* _EXERCISE AIM_: Provide only the number of lines in the data below that contain the string "impl".

Saved data entries:
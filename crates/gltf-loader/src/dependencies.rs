//! Effective modification stamps.
//!
//! A converted artifact depends on more than its source entity: a mesh's
//! geometry changes when an accessor, buffer view or buffer it reads from
//! changes, a node's subtree changes when any descendant does. The effective
//! stamp of an entity is the maximum stamp over everything its conversion
//! reads, so comparing it for equality detects staleness of the whole
//! dependency closure. Missing entities contribute nothing.

use std::collections::{HashMap, HashSet};

use gltf_core::{
    Accessor, BufferView, GltfRoot, Handle, Image, Material, Mesh, Node, Texture, UpdateSeq,
};

pub fn buffer_view_stamp(root: &GltfRoot, handle: &Handle<BufferView>) -> UpdateSeq {
    let Some(view) = root.buffer_views.get(handle) else {
        return UpdateSeq::INITIAL;
    };
    let own = root.buffer_views.modified(handle).unwrap_or_default();
    let buffer = view
        .buffer
        .as_ref()
        .and_then(|h| root.buffers.modified(h))
        .unwrap_or_default();
    own.max(buffer)
}

pub fn accessor_stamp(root: &GltfRoot, handle: &Handle<Accessor>) -> UpdateSeq {
    let Some(accessor) = root.accessors.get(handle) else {
        return UpdateSeq::INITIAL;
    };
    let own = root.accessors.modified(handle).unwrap_or_default();
    let view = accessor
        .buffer_view
        .as_ref()
        .map(|h| buffer_view_stamp(root, h))
        .unwrap_or_default();
    own.max(view)
}

pub fn image_stamp(root: &GltfRoot, handle: &Handle<Image>) -> UpdateSeq {
    let Some(image) = root.images.get(handle) else {
        return UpdateSeq::INITIAL;
    };
    let own = root.images.modified(handle).unwrap_or_default();
    let view = image
        .buffer_view
        .as_ref()
        .map(|h| buffer_view_stamp(root, h))
        .unwrap_or_default();
    own.max(view)
}

pub fn texture_stamp(root: &GltfRoot, handle: &Handle<Texture>) -> UpdateSeq {
    let Some(texture) = root.textures.get(handle) else {
        return UpdateSeq::INITIAL;
    };
    let mut stamp = root.textures.modified(handle).unwrap_or_default();
    if let Some(image) = &texture.source {
        stamp = stamp.max(image_stamp(root, image));
    }
    if let Some(sampler) = &texture.sampler {
        stamp = stamp.max(root.samplers.modified(sampler).unwrap_or_default());
    }
    stamp
}

pub fn material_stamp(root: &GltfRoot, handle: &Handle<Material>) -> UpdateSeq {
    let Some(material) = root.materials.get(handle) else {
        return UpdateSeq::INITIAL;
    };
    material
        .textures()
        .map(|texture| texture_stamp(root, texture))
        .fold(root.materials.modified(handle).unwrap_or_default(), UpdateSeq::max)
}

pub fn mesh_stamp(root: &GltfRoot, handle: &Handle<Mesh>) -> UpdateSeq {
    let Some(mesh) = root.meshes.get(handle) else {
        return UpdateSeq::INITIAL;
    };
    let mut stamp = root.meshes.modified(handle).unwrap_or_default();
    for primitive in &mesh.primitives {
        for accessor in primitive.accessors() {
            stamp = stamp.max(accessor_stamp(root, accessor));
        }
        if let Some(material) = &primitive.material {
            stamp = stamp.max(material_stamp(root, material));
        }
    }
    stamp
}

/// Subtree stamps already computed during one pass over a document that is
/// not modified in between. Only subtrees that were walked completely are
/// remembered; nodes on a cycle are recomputed every time.
#[derive(Debug, Default)]
pub struct StampCache {
    nodes: HashMap<usize, UpdateSeq>,
}

impl StampCache {
    pub fn len(&self) -> usize {
        self.nodes.len()
    }

    pub fn is_empty(&self) -> bool {
        self.nodes.is_empty()
    }
}

/// The stamp of a node's whole subtree. Each node is visited once, so
/// cyclic child lists terminate.
pub fn node_stamp(root: &GltfRoot, handle: &Handle<Node>) -> UpdateSeq {
    node_stamp_cached(root, handle, &mut StampCache::default())
}

/// Like [`node_stamp`], reusing and extending `cache`.
pub fn node_stamp_cached(root: &GltfRoot, handle: &Handle<Node>, cache: &mut StampCache) -> UpdateSeq {
    let mut visited = HashSet::new();
    subtree_stamp(root, handle, &mut visited, cache).0
}

/// Returns the stamp and whether the subtree was walked without running
/// into an already visited node.
fn subtree_stamp(
    root: &GltfRoot,
    handle: &Handle<Node>,
    visited: &mut HashSet<usize>,
    cache: &mut StampCache,
) -> (UpdateSeq, bool) {
    let index = handle.index();
    if let Some(stamp) = cache.nodes.get(&index) {
        return (*stamp, true);
    }
    if !visited.insert(index) {
        return (UpdateSeq::INITIAL, false);
    }
    let Some(node) = root.nodes.get(handle) else {
        return (UpdateSeq::INITIAL, true);
    };
    let mut stamp = root.nodes.modified(handle).unwrap_or_default();
    if let Some(mesh) = &node.mesh {
        stamp = stamp.max(mesh_stamp(root, mesh));
    }
    let mut complete = true;
    for child in &node.children {
        let (child_stamp, child_complete) = subtree_stamp(root, child, visited, cache);
        stamp = stamp.max(child_stamp);
        complete &= child_complete;
    }
    if complete {
        cache.nodes.insert(index, stamp);
    }
    (stamp, complete)
}

#[cfg(test)]
mod tests {
    use super::*;

    const DOC: &str = r#"{
        "asset": {"version": "2.0"},
        "nodes": [{"children": [1]}, {"mesh": 0}, {"children": [3]}, {"children": [2]}],
        "meshes": [{"primitives": [{"attributes": {"POSITION": 0}, "material": 0}]}],
        "materials": [{"pbrMetallicRoughness": {"baseColorTexture": {"index": 0}}}],
        "textures": [{"source": 0, "sampler": 0}],
        "samplers": [{}],
        "images": [{"uri": "a.png"}],
        "accessors": [{"bufferView": 0, "componentType": 5126, "count": 1, "type": "VEC3"}],
        "bufferViews": [{"buffer": 0, "byteLength": 12}],
        "buffers": [{"byteLength": 12}]
    }"#;

    fn load() -> GltfRoot {
        let mut root = GltfRoot::new();
        root.read(&mut DOC.as_bytes()).unwrap();
        root
    }

    #[test]
    fn test_buffer_change_reaches_node() {
        let mut root = load();
        let node = root.nodes.handle(0).unwrap();
        let before = node_stamp(&root, &node);
        assert_eq!(node_stamp(&root, &node), before);

        root.buffers.at_mut(0).unwrap().data = vec![0; 12];
        assert!(node_stamp(&root, &node) > before);
    }

    #[test]
    fn test_sampler_change_reaches_mesh() {
        let mut root = load();
        let mesh = root.meshes.handle(0).unwrap();
        let before = mesh_stamp(&root, &mesh);
        root.samplers.at_mut(0).unwrap().wrap_s = gltf_core::schema::sampler::CLAMP_TO_EDGE;
        assert!(mesh_stamp(&root, &mesh) > before);
    }

    #[test]
    fn test_cycle_terminates() {
        let mut root = load();
        let node = root.nodes.handle(2).unwrap();
        let before = node_stamp(&root, &node);
        root.nodes.at_mut(3).unwrap().name = "x".to_string();
        assert!(node_stamp(&root, &node) > before);
    }

    #[test]
    fn test_cached_stamps_match_fresh_ones() {
        let root = load();
        let mut cache = StampCache::default();
        for handle in root.nodes.handles() {
            assert_eq!(node_stamp_cached(&root, &handle, &mut cache), node_stamp(&root, &handle));
        }
        // Nodes 0 and 1 form a tree; 2 and 3 point at each other.
        assert_eq!(cache.len(), 2);
        for handle in root.nodes.handles() {
            assert_eq!(node_stamp_cached(&root, &handle, &mut cache), node_stamp(&root, &handle));
        }
    }

    #[test]
    fn test_shared_child_counts_for_both_parents() {
        let mut root = GltfRoot::new();
        root.read(
            &mut r#"{
                "asset": {"version": "2.0"},
                "nodes": [{"children": [1, 2]}, {"children": [3]}, {"children": [3]}, {}]
            }"#
            .as_bytes(),
        )
        .unwrap();
        let shared = root.nodes.handle(3).unwrap();
        let top = root.nodes.handle(0).unwrap();
        let second = root.nodes.handle(2).unwrap();
        root.nodes.touch(&shared);

        let mut cache = StampCache::default();
        let stamp = node_stamp_cached(&root, &top, &mut cache);
        assert_eq!(stamp, root.nodes.modified(&shared).unwrap());
        assert_eq!(node_stamp_cached(&root, &second, &mut cache), stamp);
        assert_eq!(cache.len(), 4);
    }

    #[test]
    fn test_unrelated_change_ignored() {
        let mut root = load();
        let node = root.nodes.handle(1).unwrap();
        let before = node_stamp(&root, &node);
        root.nodes.at_mut(0).unwrap().name = "parent".to_string();
        root.nodes.at_mut(2).unwrap().name = "other".to_string();
        assert_eq!(node_stamp(&root, &node), before);
    }
}
//! External resource tests: buffers and images next to the document.

use std::fs;

use gltf_core::{GltfError, GltfRoot, SearchPath, WriteOptions};
use tempfile::TempDir;

fn write_document(dir: &TempDir, name: &str, text: &str) -> std::path::PathBuf {
    let path = dir.path().join(name);
    fs::write(&path, text).unwrap();
    path
}

#[test]
fn test_read_file_loads_buffers() {
    let dir = TempDir::new().unwrap();
    fs::write(dir.path().join("data.bin"), [1u8, 2, 3, 4]).unwrap();
    fs::write(dir.path().join("tex.png"), b"not really a png").unwrap();
    let path = write_document(
        &dir,
        "scene.gltf",
        r#"{"buffers":[{"byteLength":4,"uri":"data.bin"}],"images":[{"uri":"tex.png"}]}"#,
    );

    let mut root = GltfRoot::new();
    root.read_file(&path).unwrap();
    assert_eq!(root.buffers.at(0).unwrap().data, vec![1, 2, 3, 4]);
    assert_eq!(root.filename.as_deref(), Some(path.as_path()));
    assert!(root.timestamp.is_some());

    let image = root.images.at(0).unwrap();
    let resolved = image.uri.as_ref().unwrap().fullpath().unwrap();
    assert_eq!(resolved, dir.path().join("tex.png"));
}

#[test]
fn test_percent_encoded_file_name() {
    let dir = TempDir::new().unwrap();
    fs::write(dir.path().join("my data.bin"), [9u8; 2]).unwrap();
    let path = write_document(
        &dir,
        "a.gltf",
        r#"{"buffers":[{"byteLength":2,"uri":"my%20data.bin"}]}"#,
    );
    let mut root = GltfRoot::new();
    root.read_file(&path).unwrap();
    assert_eq!(root.buffers.at(0).unwrap().data, vec![9, 9]);
}

#[test]
fn test_missing_externals_are_counted() {
    let dir = TempDir::new().unwrap();
    let path = write_document(
        &dir,
        "broken.gltf",
        r#"{"buffers":[{"byteLength":4,"uri":"gone.bin"},{"byteLength":1,"uri":"data:,x"}],
            "images":[{"uri":"gone.png"}]}"#,
    );
    let mut root = GltfRoot::new();
    match root.read_file(&path) {
        Err(GltfError::Externals { failed }) => assert_eq!(failed, 2),
        other => panic!("unexpected result {:?}", other.map(|_| ())),
    }
    // The data URI buffer still loaded.
    assert_eq!(root.buffers.at(1).unwrap().data, b"x");
}

#[test]
fn test_search_path_order() {
    let first = TempDir::new().unwrap();
    let second = TempDir::new().unwrap();
    fs::write(second.path().join("b.bin"), [5u8]).unwrap();

    let mut root = GltfRoot::new();
    root.read(&mut r#"{"buffers":[{"byteLength":1,"uri":"b.bin"}]}"#.as_bytes())
        .unwrap();
    let search_path: SearchPath = [first.path(), second.path()].into_iter().collect();
    root.load_externals(&search_path).unwrap();
    assert_eq!(root.buffers.at(0).unwrap().data, vec![5]);
}

#[test]
fn test_write_and_reread_file() {
    let dir = TempDir::new().unwrap();
    let mut root = GltfRoot::new();
    let buffer = root.buffers.create("blob");
    if let Some(b) = root.buffers.get_mut(&buffer) {
        b.data = vec![0xde, 0xad, 0xbe, 0xef];
        b.byte_length = 4;
    }
    root.embed_buffers();

    let json_path = dir.path().join("out.gltf");
    root.write_gltf_file(&json_path, WriteOptions::json(2)).unwrap();
    let glb_path = dir.path().join("out.glb");
    root.write_glb_file(&glb_path).unwrap();

    for path in [json_path, glb_path] {
        let mut back = GltfRoot::new();
        back.read_file(&path).unwrap();
        assert_eq!(back.buffers.at(0).unwrap().data, vec![0xde, 0xad, 0xbe, 0xef]);
        assert_eq!(back.buffers.at(0).unwrap().name, "blob");
    }
}
impl GeomPrimitive {
    pub fn indexed(primitive_type: PrimitiveType, indices: IndexBuffer) -> Self {
        GeomPrimitive {
            primitive_type,
            num_vertices: indices.len(),
            indices: Some(indices),
            first_vertex: 0,
        }
    }

    pub fn consecutive(primitive_type: PrimitiveType, first_vertex: usize, num_vertices: usize) -> Self {
        GeomPrimitive {
            primitive_type,
            indices: None,
            first_vertex,
            num_vertices,
        }
    }

    pub fn primitive_type(&self) -> PrimitiveType {
        self.primitive_type
    }

    pub fn is_indexed(&self) -> bool {
        self.indices.is_some()
    }

    pub fn index_type(&self) -> Option<NumericType> {
        self.indices.as_ref().map(|i| i.index_type)
    }

    pub fn num_vertices(&self) -> usize {
        self.num_vertices
    }

    /// The vertex row referenced by the `i`th vertex of the primitive.
    pub fn vertex(&self, i: usize) -> u32 {
        match &self.indices {
            Some(indices) => indices.get(i),
            None => (self.first_vertex + i) as u32,
        }
    }

    pub fn vertices(&self) -> impl Iterator<Item = u32> + '_ {
        (0..self.num_vertices).map(move |i| self.vertex(i))
    }

    /// Closes a line strip by repeating its first vertex at the end,
    /// converting a consecutive run to an index buffer if necessary.
    pub fn close_loop(&mut self) {
        if self.num_vertices == 0 {
            return;
        }
        let first = self.vertex(0);
        let mut indices = match self.indices.take() {
            Some(indices) => indices,
            None => {
                let mut indices = IndexBuffer {
                    index_type: NumericType::index_type_for(self.first_vertex + self.num_vertices),
                    data: Vec::new(),
                };
                for i in 0..self.num_vertices {
                    indices.push((self.first_vertex + i) as u32);
                }
                indices
            }
        };
        indices.push(first);
        self.num_vertices = indices.len();
        self.first_vertex = 0;
        self.indices = Some(indices);
    }

    /// Number of points, lines or triangles drawn.
    pub fn num_primitives(&self) -> usize {
        let n = self.num_vertices;
        match self.primitive_type {
            PrimitiveType::Points => n,
            PrimitiveType::Lines => n / 2,
            PrimitiveType::LineStrips => n.saturating_sub(1),
            PrimitiveType::Triangles => n / 3,
            PrimitiveType::TriangleStrips | PrimitiveType::TriangleFans => n.saturating_sub(2),
        }
    }
}

/// Vertex data plus the primitive drawing it.
#[derive(Debug, Clone, PartialEq)]
pub struct Geom {
    pub vertex_data: VertexData,
    pub primitive: GeomPrimitive,
}

impl Geom {
    pub fn new(vertex_data: VertexData, primitive: GeomPrimitive) -> Self {
        Geom {
            vertex_data,
            primitive,
        }
    }

    pub fn transform_vertices(&mut self, mat: &Mat4) {
        self.vertex_data.transform_vertices(mat);
    }
}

* _RESULT FOR THIS EXERCISE_: 4